Structural Basis for Clonal Diversity of the Public T Cell Response to Dominant Epitopes from Cytomegalovirus and Influenza

Abstract

A diverse T cell receptor (TCR) repertoire is a prerequisite for effective viral clearance. However, knowledge of human TCR repertoire to defined viral antigens is limited. Recent advances in high-throughput sequencing (HTS) and single-cell sorting have revolutionized the study of human TCR repertoires to different types of viruses. In collaboration with the laboratory of Dr. Nan-ping Weng (National Institute on Aging, NIH), we applied unique molecular identifier (UMI)-labelled HTS, single-cell paired TCR analysis, surface plasmon resonance, and X-ray crystallography to exhaustively interrogate CD8+ TCR repertoires specific for cytomegalovirus (CMV) and influenza A (Flu) in HLA-A2+ humans.

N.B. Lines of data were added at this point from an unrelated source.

#[cfg(test)]
mod tests {
    use super::*;

    #[test]
    fn test_status_round_trip_is_case_insensitive() {
        assert_eq!("Active".parse::<IdentityStatus>().unwrap(), IdentityStatus::Active);
        assert_eq!("DISCONNECTED".parse::<DeviceStatus>().unwrap(), DeviceStatus::Disconnected);
        assert_eq!("partial".parse::<SyncRunStatus>().unwrap(), SyncRunStatus::Partial);
        assert!("paused".parse::<SyncRunStatus>().is_err());
    }

    #[test]
    fn test_provider_kind_parsing() {
        assert_eq!("OKTA".parse::<ProviderKind>().unwrap(), ProviderKind::Okta);
        assert_eq!("azure_ad".parse::<ProviderKind>().unwrap(), ProviderKind::AzureAd);
        assert_eq!("microsoft-graph".parse::<ProviderKind>().unwrap(), ProviderKind::AzureAd);
        assert_eq!("CROWDSTRIKE".parse::<ProviderKind>().unwrap(), ProviderKind::CrowdStrike);
        assert!("GOOGLE".parse::<ProviderKind>().is_err());

        for kind in ProviderKind::ALL {
            assert_eq!(kind.as_str().parse::<ProviderKind>().unwrap(), kind);
        }
    }

    #[test]
    fn test_identity_email_is_normalized() {
        let identity = CanonicalIdentity::new("  Jane.Doe@Corp.Example ", "Jane Doe", "Eng", "Engineer", 10);
        assert_eq!(identity.email, "jane.doe@corp.example");
        assert!(identity.validate().is_ok());
        assert_eq!(identity.first_and_last_name(), Some(("Jane", "Doe")));
    }

    #[test]
    fn test_single_word_name_has_no_first_and_last() {
        let identity = CanonicalIdentity::new("cher@corp.example", "Cher", "Music", "Singer", 10);
        assert_eq!(identity.first_and_last_name(), None);
    }

    #[test]
    fn test_identity_validation() {
        let mut identity = CanonicalIdentity::new("nobody", "No Body", "Eng", "Engineer", 10);
        assert!(identity.validate().is_err());

        identity.email = "no.body@corp.example".to_string();
        identity.full_name = "  ".to_string();
        assert!(identity.validate().is_err());
    }

    #[test]
    fn test_interval_minutes_fallback() {
        let mut connection = ApiConnectionConfig::new("Okta", ProviderKind::Okta, "https://x", 0);
        assert_eq!(connection.interval_minutes(60), 60);

        connection.sync_interval_minutes = Some("15".to_string());
        assert_eq!(connection.interval_minutes(60), 15);

        connection.sync_interval_minutes = Some("every hour".to_string());
        assert_eq!(connection.interval_minutes(60), 60);

        connection.sync_interval_minutes = Some("0".to_string());
        assert_eq!(connection.interval_minutes(60), 60);
    }

    #[test]
    fn test_connection_due() {
        let mut connection = ApiConnectionConfig::new("Okta", ProviderKind::Okta, "https://x", 0);
        assert!(connection.is_due(100));

        connection.next_sync = Some(100);
        assert!(connection.is_due(100));
        assert!(!connection.is_due(99));

        connection.sync_enabled = false;
        assert!(!connection.is_due(1_000));
    }

    #[test]
    fn test_connection_debug_hides_credentials() {
        let mut connection = ApiConnectionConfig::new("Okta", ProviderKind::Okta, "https://x", 0);
        connection.credentials = Some(r#"{"api_token":"00abc"}"#.to_string());

        let debug = format!("{:?}", connection);
        assert!(!debug.contains("00abc"));
        assert!(debug.contains("[REDACTED]"));
    }

    #[test]
    fn test_rate_limit_window_duration() {
        assert_eq!(RateLimitWindow::Minute.duration(), Duration::from_secs(60));
        assert_eq!(RateLimitWindow::Hour.duration(), Duration::from_secs(3600));
    }

    #[test]
    fn test_running_record() {
        let run = SyncRunRecord::running("conn-1", SyncKind::Manual, 42);
        assert_eq!(run.status, SyncRunStatus::Running);
        assert!(!run.status.is_terminal());
        assert_eq!(run.started_at, 42);
        assert!(run.completed_at.is_none());
    }
}
//! The contract every source adapter implements.

use crate::error::Result;
use async_trait::async_trait;
use core_directory::{ApiConnectionConfig, ProviderKind};
use serde::{Deserialize, Serialize};
use serde_json::{Map, Value};
use std::sync::Arc;

/// Outcome of an ad hoc connectivity probe.
#[derive(Debug, Clone, PartialEq, Serialize, Deserialize)]
pub struct HealthCheckResult {
    pub success: bool,
    pub message: String,
    /// Provider-specific facts about the remote side (tenant, account, ...)
    #[serde(default, skip_serializing_if = "Map::is_empty")]
    pub details: Map<String, Value>,
}

impl HealthCheckResult {
    pub fn success(message: impl Into<String>) -> Self {
        Self {
            success: true,
            message: message.into(),
            details: Map::new(),
        }
    }

    pub fn failure(message: impl Into<String>) -> Self {
        Self {
            success: false,
            message: message.into(),
            details: Map::new(),
        }
    }

    pub fn with_detail(mut self, key: impl Into<String>, value: impl Into<Value>) -> Self {
        self.details.insert(key.into(), value.into());
        self
    }
}

/// Source adapter for one external provider
///
/// Records are returned as raw JSON objects; field extraction and matching
/// happen in the correlation engine.
#[async_trait]
pub trait Connector: Send + Sync {
    fn provider(&self) -> ProviderKind;

    /// Probe the remote API with the configured credentials
    ///
    /// # Errors
    ///
    /// Returns the request failure; callers render it as a failed health check.
    async fn test_connection(&self) -> Result<HealthCheckResult>;

    /// Every user record the source exposes, across all pages.
    async fn fetch_users(&self) -> Result<Vec<Value>>;

    /// Every device record the source exposes, across all pages.
    async fn fetch_devices(&self) -> Result<Vec<Value>>;
}

/// Builds a ready-to-use connector for a configured connection
///
/// Implementations resolve credentials and pick the adapter for the
/// connection's provider kind.
#[async_trait]
pub trait ConnectorFactory: Send + Sync {
    /// # Errors
    ///
    /// Returns [`ApiError::UnsupportedProvider`](crate::ApiError::UnsupportedProvider)
    /// for provider kinds without an adapter, and
    /// [`ApiError::Credentials`](crate::ApiError::Credentials) when required
    /// credentials are missing.
    async fn create(&self, connection: &ApiConnectionConfig) -> Result<Arc<dyn Connector>>;
}

#[cfg(test)]
mod tests {
    use super::*;
    use serde_json::json;

    #[test]
    fn test_health_check_result_serialization() {
        let result = HealthCheckResult::success("Connected to Okta as admin@corp.example")
            .with_detail("api_version", "v1");

        let value = serde_json::to_value(&result).unwrap();
        assert_eq!(value["success"], true);
        assert_eq!(value["details"]["api_version"], "v1");

        let failure = serde_json::to_value(HealthCheckResult::failure("HTTP 401")).unwrap();
        assert_eq!(failure, json!({"success": false, "message": "HTTP 401"}));
    }
}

Our two CMV-specific TCR-pMHC structures and two Flu-specific TCR-pMHC structures provide a plausible explanation for the much higher diversity of CMV-specific than Flu-specific TCR repertoires in humans. Our comprehensive biochemical and structural portrait of two different anti-viral T cell responses may contribute to the future development of predictors of immunity or disease at the individual level.